__WORK TO BE COMPLETED__: Sort through the entries below and pull out lines containing the word "direction".

Stored data

----------------

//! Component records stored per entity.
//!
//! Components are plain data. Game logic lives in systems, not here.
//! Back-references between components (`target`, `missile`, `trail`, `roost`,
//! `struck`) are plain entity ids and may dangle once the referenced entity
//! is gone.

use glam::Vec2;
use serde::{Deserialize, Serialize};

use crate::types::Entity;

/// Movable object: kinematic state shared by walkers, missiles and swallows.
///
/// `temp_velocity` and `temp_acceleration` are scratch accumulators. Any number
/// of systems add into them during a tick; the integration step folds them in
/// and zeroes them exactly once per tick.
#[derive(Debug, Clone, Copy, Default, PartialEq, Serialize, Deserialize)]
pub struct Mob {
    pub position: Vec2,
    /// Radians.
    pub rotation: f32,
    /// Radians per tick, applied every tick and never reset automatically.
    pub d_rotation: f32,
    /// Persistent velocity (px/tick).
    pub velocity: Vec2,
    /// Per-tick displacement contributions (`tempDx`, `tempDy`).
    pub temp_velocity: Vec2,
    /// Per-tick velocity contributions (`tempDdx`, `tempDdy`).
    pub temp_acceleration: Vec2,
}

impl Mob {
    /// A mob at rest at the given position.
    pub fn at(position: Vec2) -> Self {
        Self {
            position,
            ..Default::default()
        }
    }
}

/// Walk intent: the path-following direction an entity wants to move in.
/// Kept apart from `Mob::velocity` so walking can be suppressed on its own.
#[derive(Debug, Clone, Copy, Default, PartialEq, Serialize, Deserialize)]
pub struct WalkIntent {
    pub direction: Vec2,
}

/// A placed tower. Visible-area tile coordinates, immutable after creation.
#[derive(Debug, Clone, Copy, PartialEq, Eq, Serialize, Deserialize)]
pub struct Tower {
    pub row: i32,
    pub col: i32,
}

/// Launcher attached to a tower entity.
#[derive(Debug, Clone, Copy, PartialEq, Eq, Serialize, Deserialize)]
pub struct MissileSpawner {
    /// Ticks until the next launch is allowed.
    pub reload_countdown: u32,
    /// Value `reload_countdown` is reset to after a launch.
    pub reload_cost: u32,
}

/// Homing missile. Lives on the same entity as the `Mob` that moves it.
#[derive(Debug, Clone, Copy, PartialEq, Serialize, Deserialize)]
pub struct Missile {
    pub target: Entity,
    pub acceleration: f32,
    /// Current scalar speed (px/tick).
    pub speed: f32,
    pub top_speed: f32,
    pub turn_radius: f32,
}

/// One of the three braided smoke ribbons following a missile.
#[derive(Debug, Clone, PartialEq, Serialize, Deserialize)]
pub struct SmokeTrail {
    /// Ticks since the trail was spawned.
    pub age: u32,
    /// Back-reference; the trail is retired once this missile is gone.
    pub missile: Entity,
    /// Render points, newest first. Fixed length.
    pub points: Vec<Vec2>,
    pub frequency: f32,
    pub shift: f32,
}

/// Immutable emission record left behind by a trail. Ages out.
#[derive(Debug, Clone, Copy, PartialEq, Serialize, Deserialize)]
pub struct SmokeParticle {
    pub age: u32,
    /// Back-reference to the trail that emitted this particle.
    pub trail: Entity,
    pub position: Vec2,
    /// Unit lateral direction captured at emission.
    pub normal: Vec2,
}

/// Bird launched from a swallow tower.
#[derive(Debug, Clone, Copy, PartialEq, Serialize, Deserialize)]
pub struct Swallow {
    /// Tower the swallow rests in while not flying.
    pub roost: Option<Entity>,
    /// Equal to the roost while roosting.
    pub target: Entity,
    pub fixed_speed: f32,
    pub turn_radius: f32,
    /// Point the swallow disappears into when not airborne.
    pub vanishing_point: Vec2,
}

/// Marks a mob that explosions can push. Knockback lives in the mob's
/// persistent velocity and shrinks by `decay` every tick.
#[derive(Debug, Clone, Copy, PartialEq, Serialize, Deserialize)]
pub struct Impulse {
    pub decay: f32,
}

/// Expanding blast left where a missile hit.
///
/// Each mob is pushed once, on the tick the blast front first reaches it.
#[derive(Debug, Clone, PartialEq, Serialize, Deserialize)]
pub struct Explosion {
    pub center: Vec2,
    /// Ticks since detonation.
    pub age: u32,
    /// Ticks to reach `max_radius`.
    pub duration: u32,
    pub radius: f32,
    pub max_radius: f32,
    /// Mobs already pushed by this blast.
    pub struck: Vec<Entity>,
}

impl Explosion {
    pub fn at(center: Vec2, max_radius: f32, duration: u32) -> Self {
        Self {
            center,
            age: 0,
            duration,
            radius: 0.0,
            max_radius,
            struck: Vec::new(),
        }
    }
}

----------------

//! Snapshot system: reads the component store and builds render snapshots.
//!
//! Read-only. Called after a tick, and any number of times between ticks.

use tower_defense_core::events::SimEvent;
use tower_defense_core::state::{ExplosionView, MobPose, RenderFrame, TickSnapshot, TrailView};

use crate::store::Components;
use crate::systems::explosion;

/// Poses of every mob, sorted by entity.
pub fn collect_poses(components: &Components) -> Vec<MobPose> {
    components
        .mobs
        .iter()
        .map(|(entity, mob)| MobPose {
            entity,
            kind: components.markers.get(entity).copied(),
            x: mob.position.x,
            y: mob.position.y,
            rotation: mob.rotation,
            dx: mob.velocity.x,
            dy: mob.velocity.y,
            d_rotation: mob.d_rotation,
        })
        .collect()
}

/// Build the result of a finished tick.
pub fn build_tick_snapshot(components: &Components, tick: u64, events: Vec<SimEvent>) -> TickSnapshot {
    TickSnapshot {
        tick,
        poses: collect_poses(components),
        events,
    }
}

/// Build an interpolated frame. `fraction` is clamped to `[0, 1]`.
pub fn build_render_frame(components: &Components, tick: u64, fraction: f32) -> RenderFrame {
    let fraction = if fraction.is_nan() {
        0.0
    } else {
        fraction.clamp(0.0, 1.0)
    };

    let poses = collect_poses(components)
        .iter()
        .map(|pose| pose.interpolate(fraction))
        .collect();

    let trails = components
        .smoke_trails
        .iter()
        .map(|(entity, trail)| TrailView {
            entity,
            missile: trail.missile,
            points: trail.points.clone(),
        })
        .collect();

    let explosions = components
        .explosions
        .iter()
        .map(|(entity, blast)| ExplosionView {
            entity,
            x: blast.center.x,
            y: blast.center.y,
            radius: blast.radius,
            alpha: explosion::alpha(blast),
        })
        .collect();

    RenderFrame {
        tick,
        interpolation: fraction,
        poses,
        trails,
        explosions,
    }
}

----------------

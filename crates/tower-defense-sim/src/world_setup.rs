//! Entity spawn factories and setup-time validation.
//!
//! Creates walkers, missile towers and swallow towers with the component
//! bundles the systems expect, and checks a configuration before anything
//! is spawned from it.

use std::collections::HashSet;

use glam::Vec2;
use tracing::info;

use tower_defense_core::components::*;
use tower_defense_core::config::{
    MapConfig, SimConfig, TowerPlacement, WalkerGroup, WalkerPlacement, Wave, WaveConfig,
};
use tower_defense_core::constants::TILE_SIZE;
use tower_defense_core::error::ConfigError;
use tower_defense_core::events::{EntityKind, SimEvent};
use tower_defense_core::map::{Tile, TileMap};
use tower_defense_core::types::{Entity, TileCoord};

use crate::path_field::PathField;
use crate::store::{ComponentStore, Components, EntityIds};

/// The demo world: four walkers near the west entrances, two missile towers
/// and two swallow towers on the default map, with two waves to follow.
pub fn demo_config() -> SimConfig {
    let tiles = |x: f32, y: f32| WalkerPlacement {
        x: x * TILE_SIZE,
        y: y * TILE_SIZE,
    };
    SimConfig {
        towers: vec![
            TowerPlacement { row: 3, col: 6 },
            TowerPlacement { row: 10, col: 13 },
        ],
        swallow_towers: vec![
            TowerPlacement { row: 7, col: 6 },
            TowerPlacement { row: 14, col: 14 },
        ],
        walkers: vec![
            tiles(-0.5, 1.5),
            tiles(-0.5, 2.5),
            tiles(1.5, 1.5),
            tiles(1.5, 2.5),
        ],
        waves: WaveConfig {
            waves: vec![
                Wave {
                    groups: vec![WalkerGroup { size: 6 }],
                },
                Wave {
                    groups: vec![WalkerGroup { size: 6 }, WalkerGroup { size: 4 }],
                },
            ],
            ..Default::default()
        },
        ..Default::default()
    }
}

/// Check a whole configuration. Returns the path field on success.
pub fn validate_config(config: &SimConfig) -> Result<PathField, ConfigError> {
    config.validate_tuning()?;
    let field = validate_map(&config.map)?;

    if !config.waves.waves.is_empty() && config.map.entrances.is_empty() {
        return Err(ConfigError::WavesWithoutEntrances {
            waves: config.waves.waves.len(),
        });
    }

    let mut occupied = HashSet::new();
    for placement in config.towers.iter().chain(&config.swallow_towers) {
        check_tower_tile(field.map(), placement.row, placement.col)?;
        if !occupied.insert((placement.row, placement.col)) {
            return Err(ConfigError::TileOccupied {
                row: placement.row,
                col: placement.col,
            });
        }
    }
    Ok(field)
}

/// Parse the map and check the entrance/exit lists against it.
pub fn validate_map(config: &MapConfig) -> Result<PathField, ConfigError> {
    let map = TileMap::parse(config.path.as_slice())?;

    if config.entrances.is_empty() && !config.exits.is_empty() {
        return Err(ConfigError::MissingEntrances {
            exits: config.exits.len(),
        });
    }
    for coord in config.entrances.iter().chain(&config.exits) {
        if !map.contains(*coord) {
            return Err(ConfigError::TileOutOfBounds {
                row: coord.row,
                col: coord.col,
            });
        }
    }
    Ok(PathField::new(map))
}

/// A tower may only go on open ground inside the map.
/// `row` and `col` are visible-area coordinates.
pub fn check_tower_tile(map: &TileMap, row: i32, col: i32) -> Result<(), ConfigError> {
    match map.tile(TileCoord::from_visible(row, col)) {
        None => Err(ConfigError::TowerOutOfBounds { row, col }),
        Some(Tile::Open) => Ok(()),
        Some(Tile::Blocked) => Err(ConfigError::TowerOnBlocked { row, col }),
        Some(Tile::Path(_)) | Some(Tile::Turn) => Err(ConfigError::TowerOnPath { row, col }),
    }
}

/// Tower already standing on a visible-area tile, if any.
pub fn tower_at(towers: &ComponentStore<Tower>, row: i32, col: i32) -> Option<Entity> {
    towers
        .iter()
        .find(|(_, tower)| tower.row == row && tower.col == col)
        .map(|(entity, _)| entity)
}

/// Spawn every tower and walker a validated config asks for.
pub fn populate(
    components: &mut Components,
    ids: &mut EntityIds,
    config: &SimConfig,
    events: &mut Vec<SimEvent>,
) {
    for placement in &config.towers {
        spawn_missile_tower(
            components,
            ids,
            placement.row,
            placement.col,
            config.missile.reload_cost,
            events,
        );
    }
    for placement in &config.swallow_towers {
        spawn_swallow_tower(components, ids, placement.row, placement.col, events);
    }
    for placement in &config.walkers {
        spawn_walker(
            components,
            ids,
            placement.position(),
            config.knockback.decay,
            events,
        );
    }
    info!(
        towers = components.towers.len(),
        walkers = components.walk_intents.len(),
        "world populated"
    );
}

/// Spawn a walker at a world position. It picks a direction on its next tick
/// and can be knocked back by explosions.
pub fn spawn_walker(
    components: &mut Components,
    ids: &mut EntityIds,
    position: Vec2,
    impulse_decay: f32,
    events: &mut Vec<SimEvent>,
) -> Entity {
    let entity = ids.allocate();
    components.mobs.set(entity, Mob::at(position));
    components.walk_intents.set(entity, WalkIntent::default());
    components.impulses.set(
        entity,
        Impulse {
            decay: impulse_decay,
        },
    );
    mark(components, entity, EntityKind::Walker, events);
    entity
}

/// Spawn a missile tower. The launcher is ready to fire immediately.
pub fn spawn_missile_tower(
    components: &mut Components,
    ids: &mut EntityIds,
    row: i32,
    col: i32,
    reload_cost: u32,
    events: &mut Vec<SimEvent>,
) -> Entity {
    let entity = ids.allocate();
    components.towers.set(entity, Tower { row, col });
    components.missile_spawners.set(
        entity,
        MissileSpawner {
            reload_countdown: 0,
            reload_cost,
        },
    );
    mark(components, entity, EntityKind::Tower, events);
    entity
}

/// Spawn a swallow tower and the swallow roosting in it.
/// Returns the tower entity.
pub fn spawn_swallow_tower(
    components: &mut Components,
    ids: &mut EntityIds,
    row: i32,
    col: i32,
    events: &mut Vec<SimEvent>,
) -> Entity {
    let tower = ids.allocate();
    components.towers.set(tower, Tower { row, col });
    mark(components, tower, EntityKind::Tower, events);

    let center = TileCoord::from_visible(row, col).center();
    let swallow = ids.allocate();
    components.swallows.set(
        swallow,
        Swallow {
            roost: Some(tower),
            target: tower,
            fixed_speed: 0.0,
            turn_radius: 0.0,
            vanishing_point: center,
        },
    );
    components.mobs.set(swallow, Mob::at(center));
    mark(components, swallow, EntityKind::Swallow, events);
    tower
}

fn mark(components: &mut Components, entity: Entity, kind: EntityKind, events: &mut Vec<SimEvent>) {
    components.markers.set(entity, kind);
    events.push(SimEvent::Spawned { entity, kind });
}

----------------

__SOLVED EXERCISE__:
/// Walk intent: the path-following direction an entity wants to move in.
    pub direction: Vec2,
    /// Unit lateral direction captured at emission.
/// Spawn a walker at a world position. It picks a direction on its next tick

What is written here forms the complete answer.